For the six-month period ending October, the first half of 2020 fiscal year, the group said DMFI’s recurring cash flow as measured by earnings before interest, taxes, depreciation and amortization (Ebitda) is expected to increase by 35 to 40 percent year-on-year and is expected to outperform DMFI’s internal plan.

The group said it was now finalizing the amount of one-off expenses to be booked in its results for the second quarter ending October 2019, which are to be released on Dec. 11 this year.
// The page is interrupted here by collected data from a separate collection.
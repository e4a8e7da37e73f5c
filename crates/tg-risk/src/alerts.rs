//! Risk alert types and severity levels.

use chrono::{DateTime, Utc};
use rust_decimal::Decimal;
use serde::{Deserialize, Serialize};
use uuid::Uuid;

use tg_types::group::TradeGroupId;

/// Severity of a risk alert.
#[derive(Debug, Clone, Copy, PartialEq, Eq, PartialOrd, Ord, Hash, Serialize, Deserialize)]
pub enum RiskSeverity {
    /// Informational, e.g. a profit target was reached.
    Info,
    /// Approaching a limit.
    Warning,
    /// Limit breached; action required.
    Critical,
}

/// Discriminant for the kind of risk alert.
#[derive(Debug, Clone, PartialEq, Serialize, Deserialize)]
pub enum RiskAlertKind {
    /// Unrealized loss is at or beyond the group's maximum allowed loss.
    MaxLossBreached { net_pnl: Decimal, limit: Decimal },
    /// One-day 99% VaR would consume the whole loss budget.
    VarExceedsLossBudget { var_99: Decimal, limit: Decimal },
    /// Unrealized profit reached the group's target.
    TargetProfitReached { net_pnl: Decimal, target: Decimal },
}

/// A single risk alert emitted by the monitor.
#[derive(Debug, Clone, PartialEq, Serialize, Deserialize)]
pub struct RiskAlert {
    pub id: Uuid,
    pub trade_group_id: TradeGroupId,
    pub timestamp: DateTime<Utc>,
    pub severity: RiskSeverity,
    pub kind: RiskAlertKind,
    pub message: String,
}

impl RiskAlert {
    pub fn new(
        trade_group_id: TradeGroupId,
        severity: RiskSeverity,
        kind: RiskAlertKind,
        message: String,
    ) -> Self {
        Self {
            id: Uuid::new_v4(),
            trade_group_id,
            timestamp: Utc::now(),
            severity,
            kind,
            message,
        }
    }
}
“Most of these one-off costs are non-cash expenses, mainly asset write-downs arising from the sale and closure of DMFI’s plants, and will not impact cash flow. As a result of such non-recurring expenses, the group is expected to report a loss in the second quarter. However, the group’s core earnings, on a recurring basis, are expected to be positive and higher than last year,” the disclosure said.

In 2014, DMPL made the bold move of acquiring the US consumer food business of Del Monte Foods for $1.675 billion, thereby breaking into the US market and reuniting with its US mother brand. This transformed DMPL into a bigger multinational corporation but because it bought a company much bigger than itself, DMPL incurred more debt.

The existing loan facilities which the group intends to refinance are as follow: $442.5 million asset-based loan facility; $670 million first lien term loan; and $260 million second lien term loan, which will mature in November 2020, February 2021, and August 2021, respectively.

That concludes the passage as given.